O pós-cinema e a ontogênese do vídeo sintético: configurações estéticas do artefato audiovisual gerado por IA.
Novos paradigmas de uma teoria da imagem-síntese, e uma análise da ferramenta Google Veo 3.
Vídeo sintético; Ontogênese da imagem; Índice e ícone; Google Veo 3; Pós-cinema.

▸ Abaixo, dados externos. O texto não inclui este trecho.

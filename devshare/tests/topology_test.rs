mod common;

use common::{random_partition, run};
use devshare::{DistributionPlan, Error, Topology, TrafficStats};
use devshare_core::{Communicator, FixedInventory, ThreadComm};

#[test]
fn every_process_gets_a_device_and_every_device_one_owner() {
    for n_procs in 1..=6 {
        for n_devices in 1..=n_procs {
            let results = run(ThreadComm::world(n_procs), |comm| {
                let topology = Topology::build(&comm, &FixedInventory::new(n_devices)).unwrap();
                (
                    topology.assignment(),
                    topology.gpu().map(|gpu| gpu.size()),
                    topology.device_group().size(),
                )
            });
            for (assignment, _, _) in &results {
                assert!(assignment.device.is_some_and(|d| d < n_devices));
            }
            for device in 0..n_devices {
                let owners = results
                    .iter()
                    .filter(|(a, _, _)| a.device == Some(device) && a.gpu_owner)
                    .count();
                assert_eq!(owners, 1, "{} procs / {} devices", n_procs, n_devices);
            }
            // Only owners sit in the gpu-capable communicator, and it holds all of them.
            for (assignment, gpu_size, _) in &results {
                assert_eq!(gpu_size.is_some(), assignment.gpu_owner);
                if let Some(size) = gpu_size {
                    assert_eq!(*size, n_devices);
                }
            }
        }
    }
}

#[test]
fn four_processes_two_devices_owned_by_ranks_zero_and_two() {
    let results = run(ThreadComm::world(4), |comm| {
        let topology = Topology::build(&comm, &FixedInventory::new(2)).unwrap();
        (
            topology.is_gpu_owner(),
            topology.assignment().device,
            topology.owner_of().to_vec(),
            topology.is_pass_through(),
        )
    });
    let owners: Vec<usize> = (0..4).filter(|&r| results[r].0).collect();
    assert_eq!(owners, vec![0, 2]);
    assert_eq!(results[1].1, Some(0));
    assert_eq!(results[3].1, Some(1));
    assert!(results.iter().all(|r| r.2 == vec![0, 0, 2, 2]));
    assert!(results.iter().all(|r| !r.3));
}

#[test]
fn nodes_are_split_by_host_name() {
    let hosts = ["node-a", "node-a", "node-a", "node-b", "node-b"];
    let results = run(ThreadComm::world_on_hosts(&hosts), |comm| {
        let topology = Topology::build(&comm, &FixedInventory::new(2)).unwrap();
        (
            topology.local().size(),
            topology.assignment(),
            topology.owners(),
        )
    });
    let local_sizes: Vec<usize> = results.iter().map(|r| r.0).collect();
    assert_eq!(local_sizes, vec![3, 3, 3, 2, 2]);
    let devices: Vec<Option<usize>> = results.iter().map(|r| r.1.device).collect();
    assert_eq!(devices, vec![Some(0), Some(0), Some(1), Some(0), Some(1)]);
    assert!(results.iter().all(|r| r.2 == vec![0, 2, 3, 4]));
}

#[test]
fn node_without_devices_is_rejected_everywhere() {
    let hosts = ["gpu-node", "gpu-node", "cpu-node"];
    let results = run(ThreadComm::world_on_hosts(&hosts), |comm| {
        let devices = if comm.processor_name().unwrap() == "cpu-node" { 0 } else { 1 };
        Topology::build(&comm, &FixedInventory::new(devices)).map(|_| ())
    });
    for result in results {
        match result {
            Err(Error::Topology(message)) => assert!(message.contains("cpu-node")),
            other => panic!("Expected a topology error, got {:?}", other),
        }
    }
}

#[test]
fn interleaved_device_groups_are_rejected() {
    // Ranks 0 and 2 share node-a's only device but hold non-adjacent rows.
    let hosts = ["node-a", "node-b", "node-a", "node-b"];
    let results = run(ThreadComm::world_on_hosts(&hosts), |comm| {
        let topology = Topology::build(&comm, &FixedInventory::new(1)).unwrap();
        DistributionPlan::build(&topology, 5, 20).map(|_| ())
    });
    assert!(results
        .iter()
        .all(|r| matches!(r, Err(Error::Topology(_)))));
}

#[test]
fn inconsistent_row_counts_are_rejected() {
    let results = run(ThreadComm::world(2), |comm| {
        let topology = Topology::build(&comm, &FixedInventory::new(1)).unwrap();
        DistributionPlan::build(&topology, 5, 12).map(|_| ())
    });
    assert!(results
        .iter()
        .all(|r| matches!(r, Err(Error::InvalidInput(_)))));
}

#[test]
fn scatter_inverts_gather_for_random_partitions() {
    let mut rng = fastrand::Rng::with_seed(7);
    for _ in 0..10 {
        let n = rng.usize(1..60);
        let n_procs = rng.usize(1..=6);
        let n_devices = rng.usize(1..=n_procs);
        let cuts = random_partition(&mut rng, n, n_procs);

        let results = run(ThreadComm::world(n_procs), |comm| {
            let rank = comm.rank();
            let local: Vec<f64> = (cuts[rank]..cuts[rank + 1]).map(|i| i as f64 * 1.5).collect();
            let topology = Topology::build(&comm, &FixedInventory::new(n_devices)).unwrap();
            let plan = DistributionPlan::build(&topology, local.len(), n).unwrap();
            let mut traffic = TrafficStats::default();
            let owned = plan.gather_vector(&topology, &local, &mut traffic).unwrap();
            let back = plan
                .scatter_vector(&topology, owned.as_deref(), &mut traffic)
                .unwrap();
            let owned_range = topology.is_gpu_owner().then(|| {
                let g = topology.owners().iter().position(|&o| o == rank).unwrap();
                (plan.partition_offsets()[g], plan.partition_offsets()[g + 1])
            });
            (local, back, owned, owned_range)
        });

        for (local, back, owned, owned_range) in results {
            assert_eq!(back, local);
            // Owners hold exactly their contiguous slice of the global vector.
            if let (Some(owned), Some((start, end))) = (owned, owned_range) {
                let expected: Vec<f64> = (start..end).map(|i| i as f64 * 1.5).collect();
                assert_eq!(owned, expected);
            }
        }
    }
}

#[test]
fn one_process_per_device_moves_nothing() {
    let cuts = [0, 3, 3, 10];
    let results = run(ThreadComm::world(3), |comm| {
        let rank = comm.rank();
        let local: Vec<f64> = (cuts[rank]..cuts[rank + 1]).map(|i| i as f64).collect();
        let topology = Topology::build(&comm, &FixedInventory::new(3)).unwrap();
        let plan = DistributionPlan::build(&topology, local.len(), 10).unwrap();
        let mut traffic = TrafficStats::default();
        let owned = plan.gather_vector(&topology, &local, &mut traffic).unwrap();
        let back = plan
            .scatter_vector(&topology, owned.as_deref(), &mut traffic)
            .unwrap();
        (plan.is_pass_through(), owned == Some(local.clone()), back == local, traffic)
    });
    for (pass_through, owned_same, back_same, traffic) in results {
        assert!(pass_through);
        assert!(owned_same);
        assert!(back_same);
        assert_eq!(traffic, TrafficStats::default());
    }
}

#[test]
fn members_send_one_message_per_vector() {
    let results = run(ThreadComm::world(4), |comm| {
        let topology = Topology::build(&comm, &FixedInventory::new(2)).unwrap();
        let plan = DistributionPlan::build(&topology, 25, 100).unwrap();
        let mut traffic = TrafficStats::default();
        let local = vec![comm.rank() as f64; 25];
        let owned = plan.gather_vector(&topology, &local, &mut traffic).unwrap();
        plan.scatter_vector(&topology, owned.as_deref(), &mut traffic)
            .unwrap();
        (plan.n_owned_rows(), traffic)
    });
    for (owned_rows, traffic) in results {
        assert_eq!(owned_rows, 50);
        assert_eq!(traffic.messages_sent, 1);
        assert_eq!(traffic.messages_received, 1);
        assert_eq!(traffic.bytes_sent, 25 * 8);
        assert_eq!(traffic.bytes_received, 25 * 8);
    }
}
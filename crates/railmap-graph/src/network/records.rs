//! Raw station and platform records, shaped like the loader's JSON export.

use indexmap::IndexMap;
use serde::{Deserialize, Serialize};

/// Service category of a platform. Only rendering cares about it.
#[derive(Debug, Clone, Default, PartialEq, Eq, Hash, Serialize, Deserialize)]
#[serde(from = "String", into = "String")]
pub enum ServiceKind {
    #[default]
    X,
    Y,
    A,
    Other(String),
}

impl ServiceKind {
    pub fn as_str(&self) -> &str {
        match self {
            Self::X => "X",
            Self::Y => "Y",
            Self::A => "A",
            Self::Other(s) => s.as_str(),
        }
    }
}

impl From<String> for ServiceKind {
    fn from(value: String) -> Self {
        match value.trim() {
            "X" => Self::X,
            "Y" => Self::Y,
            "A" => Self::A,
            _ => Self::Other(value),
        }
    }
}

impl From<ServiceKind> for String {
    fn from(value: ServiceKind) -> Self {
        match value {
            ServiceKind::Other(s) => s,
            other => other.as_str().to_string(),
        }
    }
}

/// A directed connection from the owning station to `to`.
#[derive(Debug, Clone, Default, PartialEq, Serialize, Deserialize)]
pub struct PlatformRecord {
    pub to: String,
    #[serde(default, alias = "type")]
    pub kind: ServiceKind,
    #[serde(default, skip_serializing_if = "Option::is_none")]
    pub service: Option<String>,
}

impl PlatformRecord {
    pub fn new(to: impl Into<String>) -> Self {
        Self {
            to: to.into(),
            ..Default::default()
        }
    }

    pub fn with_kind(mut self, kind: ServiceKind) -> Self {
        self.kind = kind;
        self
    }
}

#[derive(Debug, Clone, Default, PartialEq, Serialize, Deserialize)]
pub struct StationRecord {
    #[serde(default, skip_serializing_if = "Option::is_none")]
    pub name: Option<String>,
    #[serde(default)]
    pub cx: Option<f64>,
    #[serde(default)]
    pub cz: Option<f64>,
    /// Platform id -> outgoing connection.
    #[serde(default)]
    pub platforms: IndexMap<String, PlatformRecord>,
}

impl StationRecord {
    pub fn anchored(cx: f64, cz: f64) -> Self {
        Self {
            cx: Some(cx),
            cz: Some(cz),
            ..Default::default()
        }
    }

    /// Authoritative coordinate in source units, if any.
    ///
    /// A missing component reads as zero, and `(0, 0)` means "no coordinate": the loader
    /// exports blank cells for unsurveyed stations and the origin doubles as the unplaced
    /// sentinel during seeding.
    pub fn fixed_coordinate(&self) -> Option<(f64, f64)> {
        let cx = self.cx.unwrap_or(0.0);
        let cz = self.cz.unwrap_or(0.0);
        if !(cx.is_finite() && cz.is_finite()) || (cx == 0.0 && cz == 0.0) {
            return None;
        }
        Some((cx, cz))
    }

    pub fn destinations(&self) -> impl Iterator<Item = &str> {
        self.platforms.values().map(|p| p.to.as_str())
    }

    pub fn connects_to(&self, shortcode: &str) -> bool {
        self.destinations().any(|to| to == shortcode)
    }
}
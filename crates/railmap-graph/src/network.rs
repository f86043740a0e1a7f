//! The station/platform container produced by a data loader.

use crate::error::{Error, Result};
use indexmap::IndexMap;
use serde::{Deserialize, Serialize};

mod records;

pub use records::{PlatformRecord, ServiceKind, StationRecord};

/// A connection `from -> to` (via `platform`) with no connection back from `to`.
#[derive(Debug, Clone, PartialEq, Eq, Serialize)]
pub struct MissingReverse {
    pub from: String,
    pub platform: String,
    pub to: String,
}

/// Stations keyed by shortcode. Insertion order is the stable station ordering used by every
/// derived view.
#[derive(Debug, Clone, Default, PartialEq, Serialize, Deserialize)]
#[serde(transparent)]
pub struct Network {
    stations: IndexMap<String, StationRecord>,
}

impl Network {
    pub fn new() -> Self {
        Self::default()
    }

    pub fn from_stations(stations: IndexMap<String, StationRecord>) -> Self {
        Self { stations }
    }

    pub fn from_json_str(text: &str) -> Result<Self> {
        Ok(serde_json::from_str(text)?)
    }

    pub fn from_value(value: serde_json::Value) -> Result<Self> {
        Ok(serde_json::from_value(value)?)
    }

    pub fn len(&self) -> usize {
        self.stations.len()
    }

    pub fn is_empty(&self) -> bool {
        self.stations.is_empty()
    }

    pub fn contains(&self, shortcode: &str) -> bool {
        self.stations.contains_key(shortcode)
    }

    pub fn station(&self, shortcode: &str) -> Option<&StationRecord> {
        self.stations.get(shortcode)
    }

    pub fn stations(&self) -> impl Iterator<Item = (&str, &StationRecord)> {
        self.stations.iter().map(|(k, v)| (k.as_str(), v))
    }

    pub fn shortcodes(&self) -> impl Iterator<Item = &str> {
        self.stations.keys().map(String::as_str)
    }

    /// Inserts or replaces a station, keeping its original position in the ordering on replace.
    pub fn insert_station(
        &mut self,
        shortcode: impl Into<String>,
        record: StationRecord,
    ) -> Option<StationRecord> {
        self.stations.insert(shortcode.into(), record)
    }

    pub fn insert_platform(
        &mut self,
        from: &str,
        platform: impl Into<String>,
        record: PlatformRecord,
    ) -> Result<()> {
        let Some(station) = self.stations.get_mut(from) else {
            return Err(Error::UnknownStation {
                shortcode: from.to_string(),
            });
        };
        station.platforms.insert(platform.into(), record);
        Ok(())
    }

    pub fn fixed_coordinate(&self, shortcode: &str) -> Option<(f64, f64)> {
        self.stations.get(shortcode)?.fixed_coordinate()
    }

    /// Drops stations without any platform and returns their shortcodes.
    ///
    /// Platforms pointing at a removed station are left alone; `validate` reports them.
    pub fn prune_platformless(&mut self) -> Vec<String> {
        let mut removed = Vec::new();
        self.stations.retain(|shortcode, station| {
            if station.platforms.is_empty() {
                removed.push(shortcode.clone());
                false
            } else {
                true
            }
        });
        removed
    }

    /// Every platform must lead to a known station.
    pub fn validate(&self) -> Result<()> {
        for (from, station) in &self.stations {
            for (platform, record) in &station.platforms {
                if !self.stations.contains_key(&record.to) {
                    return Err(Error::DanglingPlatform {
                        from: from.clone(),
                        platform: platform.clone(),
                        to: record.to.clone(),
                    });
                }
            }
        }
        Ok(())
    }

    /// Connections whose destination has no platform leading back.
    ///
    /// Dangling destinations are not reported here.
    pub fn missing_reverse_connections(&self) -> Vec<MissingReverse> {
        let mut out = Vec::new();
        for (from, station) in &self.stations {
            for (platform, record) in &station.platforms {
                let Some(dest) = self.stations.get(&record.to) else {
                    continue;
                };
                if record.to == *from {
                    continue;
                }
                if !dest.connects_to(from) {
                    out.push(MissingReverse {
                        from: from.clone(),
                        platform: platform.clone(),
                        to: record.to.clone(),
                    });
                }
            }
        }
        out
    }
}

impl FromIterator<(String, StationRecord)> for Network {
    fn from_iter<T: IntoIterator<Item = (String, StationRecord)>>(iter: T) -> Self {
        Self {
            stations: iter.into_iter().collect(),
        }
    }
}
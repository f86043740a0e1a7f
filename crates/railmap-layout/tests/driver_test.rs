use futures::executor::{LocalPool, block_on};
use futures::task::LocalSpawnExt;
use nalgebra::Vector2;
use railmap_layout::driver::{TickInfo, yield_now};
use railmap_layout::graph::{Network, PlatformRecord, StationRecord};
use railmap_layout::{
    Driver, LayoutContext, PhysicsOptions, PhysicsRelaxation, Progress, Relaxation,
    SpringRelaxation,
};
use std::cell::{Cell, RefCell};
use std::rc::Rc;

fn pair() -> LayoutContext {
    let mut net = Network::new();
    net.insert_station("A", StationRecord::default());
    net.insert_station("B", StationRecord::default());
    net.insert_platform("A", "1", PlatformRecord::new("B"))
        .unwrap();
    net.insert_platform("B", "1", PlatformRecord::new("A"))
        .unwrap();

    let mut ctx = LayoutContext::new(&net);
    ctx.set_position("A", Vector2::new(-10.0, 0.0));
    ctx.set_position("B", Vector2::new(10.0, 0.0));
    ctx
}

#[test]
fn driver_stops_at_the_tick_cap() {
    let mut ctx = pair();
    let opts = PhysicsOptions {
        max_ticks: Some(3),
        ..Default::default()
    };
    let report = Driver::new(&mut ctx, PhysicsRelaxation::new(opts)).run_blocking();

    assert_eq!(report.ticks, 3);
    assert!(!report.converged);
    assert!(report.last_movement > 0.0);
}

#[test]
fn driver_does_not_tick_after_stopping() {
    let mut ctx = pair();
    let mut driver = Driver::new(&mut ctx, PhysicsRelaxation::default());
    while driver.step() == Progress::Running {}

    let before = driver.report();
    assert_eq!(driver.step(), Progress::Converged);
    assert_eq!(driver.report(), before);
}

#[test]
fn driver_reports_every_tick_to_the_observer() {
    let mut ctx = pair();
    let seen: RefCell<Vec<TickInfo>> = RefCell::new(Vec::new());

    let report = Driver::new(&mut ctx, PhysicsRelaxation::default())
        .with_observer(|ctx, info| {
            assert_eq!(ctx.len(), 2);
            seen.borrow_mut().push(info);
        })
        .run_blocking();

    let seen = seen.into_inner();
    assert_eq!(seen.len(), report.ticks);
    assert!(seen.iter().enumerate().all(|(i, t)| t.tick == i + 1));
    assert!(seen.iter().all(|t| t.movement >= 0.0));
    assert_eq!(seen.last().map(|t| t.movement), Some(report.last_movement));
}

#[test]
fn empty_network_converges_immediately() {
    let mut ctx = LayoutContext::new(&Network::new());
    let report = Driver::new(&mut ctx, SpringRelaxation::default()).run_blocking();
    assert!(report.converged);
    assert_eq!(report.ticks, 1);
}

#[test]
fn cooperative_run_matches_blocking_run() {
    let mut blocking = pair();
    let mut cooperative = pair();

    let a = Driver::new(&mut blocking, PhysicsRelaxation::default()).run_blocking();
    let b = block_on(Driver::new(&mut cooperative, PhysicsRelaxation::default()).run_cooperative());

    assert_eq!(a, b);
    assert_eq!(blocking.positions(), cooperative.positions());
}

#[test]
fn cooperative_run_interleaves_with_other_tasks() {
    let mut pool = LocalPool::new();
    let spawner = pool.spawner();

    let ticks = Rc::new(Cell::new(0usize));
    let done = Rc::new(Cell::new(false));
    let seen_by_render = Rc::new(RefCell::new(Vec::new()));

    {
        let ticks = ticks.clone();
        let done = done.clone();
        spawner
            .spawn_local(async move {
                let mut ctx = pair();
                let report = Driver::new(&mut ctx, PhysicsRelaxation::default())
                    .with_observer(|_, info| ticks.set(info.tick))
                    .run_cooperative()
                    .await;
                assert!(report.converged);
                done.set(true);
            })
            .unwrap();
    }
    {
        let ticks = ticks.clone();
        let done = done.clone();
        let seen_by_render = seen_by_render.clone();
        spawner
            .spawn_local(async move {
                while !done.get() {
                    seen_by_render.borrow_mut().push(ticks.get());
                    yield_now().await;
                }
            })
            .unwrap();
    }

    pool.run();

    assert!(done.get());
    let total = ticks.get();
    let seen = seen_by_render.borrow();
    assert!(total > 1);
    assert!(
        seen.iter().any(|&t| t > 0 && t < total),
        "render task only ran before or after the layout: {seen:?}"
    );
}

#[test]
fn relaxations_name_themselves() {
    assert_eq!(PhysicsRelaxation::default().name(), "physics");
    assert_eq!(SpringRelaxation::default().name(), "spring");
}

Este trabalho investiga a ontogênese do vídeo sintético, a imagem audiovisual gerada por modelos de inteligência artificial sem qualquer captação, tomando o Google Veo 3 como caso. O problema que o orienta nasce da ruptura que esse tipo de imagem introduz no regime referencial que sustentou a imagem técnica desde sua consolidação fotoquímica: gerada por inferência estatística a partir de um corpus de treino, ela é a amostra de uma distribuição, não o rastro de um acontecimento. A abordagem é ontogenética, reconstruindo os deslocamentos que conduzem da imagem fotoquímica à computada e desta à sintética, e formaliza-se num modelo de quatro questões: Forma, Método, Mediação e Referência do Mundo, aplicado às funcionalidades do próprio Veo 3, tomadas como corpus porque o objeto da crítica não é a instância isolada, mas o modelo do qual ela é amostra. Essas funcionalidades são lidas pelos vídeos de demonstração que a fabricante expõe em sua vitrine, pela documentação técnica do sistema e por observações próprias, geradas para testar diretamente o comportamento de cada uma. A hipótese sustentada é que o vídeo sintético realiza uma reclassificação interna à semiótica de Peirce, e não uma perda do índice ou um colapso do referente: é um ícone que adquiriu a aparência visual de um índice, cujo referente se deslocou do acontecimento singular para a distribuição agregada do corpus. Índice do corpus e ícone do mundo, o vídeo sintético tem por unidade de operação a distribuição estatística, e não o dado armazenado. A opacidade constitutiva do dispositivo, sua condição de caixa-preta, é a condição sob a qual as quatro questões se investigam. A análise distingue duas ordens de falha: a inconsistência que é sintoma, porque revela o modo como o sistema produz suas imagens, e o defeito que é mero mau funcionamento, sem revelar nada além de si. Estudo de caso único, o trabalho busca demonstrar que a caracterização ontológica proposta opera sobre o material, sem pretender esgotar o objeto.